Eric Deshayes, Au-delà du rock, la vague planante, électronique et expérimentale allemande des années 70, Editions Le mot et le reste, 2007. Distribution Orkhêstra International.
John Watermann: Epitaph for John (Korm Plastics - 2005)
Une collaboration entamée par l’artiste John Watermann et Frans de Waard, du label Korm Plastics, transformée en hommage. Le 2 Avril 2002, jour de la mort de Watermann, les travaux en commun ont investi le champ de l’attente. Le temps pour Waard de réfléchir à la poursuite encore possible du travail, mais pas sans quelques soutiens.
Appelés, Asmus Tietchens, Ralf Wehomsky (RLW), Masami Akita (Merzbow) et Freiband. Le cahier des charges invitant chacun d’eux à traiter les enregistrements de Watermann, matériaux naturels en quête de continuité artificielle. Offerte, si possible, par ceux-là, qui ont tous collaboré un jour avec le personnage à regretter.
Alors, Tietchens fait des dernières bandes de son complice une ode aux souffles divers - qu’ils affichent une exclusivité dérangeante (JWAT 3) ou se trouvent une place au creux d’une ambient industrielle (JWAT 1). Dans la même optique, Ralf Wehowsky invite l’auditeur à s’adapter à des larsens bientôt chassés par les bourdonnements (Seeking Perfection).
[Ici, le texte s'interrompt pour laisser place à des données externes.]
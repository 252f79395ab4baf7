//! `SQLite` implementation of [`SensorRepository`].

use std::future::Future;

use sqlx::sqlite::SqliteRow;
use sqlx::{FromRow, Row, SqlitePool};

use greenhub_app::ports::SensorRepository;
use greenhub_domain::error::{GreenHubError, NotFoundError};
use greenhub_domain::id::SensorId;
use greenhub_domain::sensor::{FieldSchema, HardwareId, Sensor};

use crate::codec;
use crate::error::StorageError;

struct Wrapper(Sensor);

impl Wrapper {
    fn maybe(value: Option<Self>) -> Option<Sensor> {
        value.map(|w| w.0)
    }
}

impl<'r> FromRow<'r, SqliteRow> for Wrapper {
    fn from_row(row: &'r SqliteRow) -> Result<Self, sqlx::Error> {
        let id: String = row.try_get("id")?;
        let hardware_id: String = row.try_get("hardware_id")?;
        let schema: String = row.try_get("schema")?;
        let origin: String = row.try_get("origin")?;
        let created_at: String = row.try_get("created_at")?;

        let schema: FieldSchema = codec::json(&schema)?;

        Ok(Self(Sensor {
            id: codec::parse(&id)?,
            hardware_id: HardwareId::new(hardware_id).map_err(codec::decode_error)?,
            topic: row.try_get("topic")?,
            schema,
            active: row.try_get("active")?,
            origin: codec::parse(&origin)?,
            created_at: codec::parse_timestamp(&created_at)?,
        }))
    }
}

const INSERT: &str = "INSERT INTO sensors (id, hardware_id, topic, schema, active, origin, created_at) VALUES (?, ?, ?, ?, ?, ?, ?)";
const INSERT_IF_ABSENT: &str = "INSERT INTO sensors (id, hardware_id, topic, schema, active, origin, created_at) VALUES (?, ?, ?, ?, ?, ?, ?) ON CONFLICT (hardware_id) DO NOTHING";
const SELECT_BY_ID: &str = "SELECT * FROM sensors WHERE id = ?";
const SELECT_BY_HARDWARE_ID: &str = "SELECT * FROM sensors WHERE hardware_id = ?";
const SELECT_ALL: &str = "SELECT * FROM sensors ORDER BY hardware_id";
const UPDATE: &str =
    "UPDATE sensors SET hardware_id = ?, topic = ?, schema = ?, active = ?, origin = ? WHERE id = ?";
const DELETE_BY_ID: &str = "DELETE FROM sensors WHERE id = ?";

fn not_found(id: SensorId) -> GreenHubError {
    NotFoundError {
        entity: "Sensor",
        id: id.to_string(),
    }
    .into()
}

/// `SQLite`-backed sensor repository.
#[derive(Clone)]
pub struct SqliteSensorRepository {
    pool: SqlitePool,
}

impl SqliteSensorRepository {
    /// Create a new repository using the given connection pool.
    #[must_use]
    pub fn new(pool: SqlitePool) -> Self {
        Self { pool }
    }

    async fn insert(&self, sql: &'static str, sensor: &Sensor) -> Result<u64, StorageError> {
        let schema = serde_json::to_string(&sensor.schema)?;
        let result = sqlx::query(sql)
            .bind(sensor.id.to_string())
            .bind(sensor.hardware_id.as_str())
            .bind(&sensor.topic)
            .bind(schema)
            .bind(sensor.active)
            .bind(sensor.origin.to_string())
            .bind(codec::timestamp(sensor.created_at))
            .execute(&self.pool)
            .await?;
        Ok(result.rows_affected())
    }

    async fn select_by_hardware_id(
        &self,
        hardware_id: &str,
    ) -> Result<Option<Sensor>, StorageError> {
        let row: Option<Wrapper> = sqlx::query_as(SELECT_BY_HARDWARE_ID)
            .bind(hardware_id)
            .fetch_optional(&self.pool)
            .await?;
        Ok(Wrapper::maybe(row))
    }
}

impl SensorRepository for SqliteSensorRepository {
    fn create(&self, sensor: Sensor) -> impl Future<Output = Result<Sensor, GreenHubError>> + Send {
        async move {
            self.insert(INSERT, &sensor).await?;
            Ok(sensor)
        }
    }

    fn insert_if_absent(
        &self,
        sensor: Sensor,
    ) -> impl Future<Output = Result<Sensor, GreenHubError>> + Send {
        async move {
            self.insert(INSERT_IF_ABSENT, &sensor).await?;
            // The winning row, whether ours or a concurrent writer's.
            let stored = self
                .select_by_hardware_id(sensor.hardware_id.as_str())
                .await?;
            Ok(stored.unwrap_or(sensor))
        }
    }

    fn get_by_id(
        &self,
        id: SensorId,
    ) -> impl Future<Output = Result<Option<Sensor>, GreenHubError>> + Send {
        async move {
            let row: Option<Wrapper> = sqlx::query_as(SELECT_BY_ID)
                .bind(id.to_string())
                .fetch_optional(&self.pool)
                .await
                .map_err(StorageError::from)?;
            Ok(Wrapper::maybe(row))
        }
    }

    fn find_by_hardware_id(
        &self,
        hardware_id: &HardwareId,
    ) -> impl Future<Output = Result<Option<Sensor>, GreenHubError>> + Send {
        let hardware_id = hardware_id.as_str().to_string();
        async move { Ok(self.select_by_hardware_id(&hardware_id).await?) }
    }

    fn get_all(&self) -> impl Future<Output = Result<Vec<Sensor>, GreenHubError>> + Send {
        async move {
            let rows: Vec<Wrapper> = sqlx::query_as(SELECT_ALL)
                .fetch_all(&self.pool)
                .await
                .map_err(StorageError::from)?;
            Ok(rows.into_iter().map(|w| w.0).collect())
        }
    }

    fn update(&self, sensor: Sensor) -> impl Future<Output = Result<Sensor, GreenHubError>> + Send {
        async move {
            let schema = serde_json::to_string(&sensor.schema).map_err(StorageError::from)?;
            let result = sqlx::query(UPDATE)
                .bind(sensor.hardware_id.as_str())
                .bind(&sensor.topic)
                .bind(schema)
                .bind(sensor.active)
                .bind(sensor.origin.to_string())
                .bind(sensor.id.to_string())
                .execute(&self.pool)
                .await
                .map_err(StorageError::from)?;
            if result.rows_affected() == 0 {
                return Err(not_found(sensor.id));
            }
            Ok(sensor)
        }
    }

    fn delete(&self, id: SensorId) -> impl Future<Output = Result<(), GreenHubError>> + Send {
        async move {
            let result = sqlx::query(DELETE_BY_ID)
                .bind(id.to_string())
                .execute(&self.pool)
                .await
                .map_err(StorageError::from)?;
            if result.rows_affected() == 0 {
                return Err(not_found(id));
            }
            Ok(())
        }
    }
}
Plus loin, la discrétion abstraite de Freiband sur Threnody contraste avec la progression d’Untitled for John Watermann de Merzbau : à force de tintements et d’inserts parasites, une mini rythmique s’installe et rend convaincante cette nouvelle expérience sonique. Plus brut, l’exposé fait par Frans de Waard d’un dernier enregistrement de Watermann rend une zoologie mise en boîte, incarnée ou factice (Toowong Cemetary).
La collaboration achevée enfin pour avoir su accueillir les effets d’artistes non programmés mais tous redevables, d’une façon ou d’une autre, à John Watermann. Qui ont élevé ensemble un monument élégant, et évoqué si bien Watermann sur Epitaph for John que ce disque devra renoncer à ses qualités de compilation pour venir compléter et conclure la discographie personnelle du disparu.
CD: 01/ Asmus Tietchens - JWAT 1 02/ Asmus Tietchens - JWAT 2 03/ Asmus Tietchens - JWAT 3 04/ Asmus Tietchens - JWAT 4 05/ RLW: Seeking Perfection - Somewhere Else 06/ Merzbow - Untitled For John 07/ Freiband - Threnody 08/ John Watermann - Toowong Cemetary
John Watermann - Epitaph for John - 2005 - Korm Plastics. Distribution Metamkine.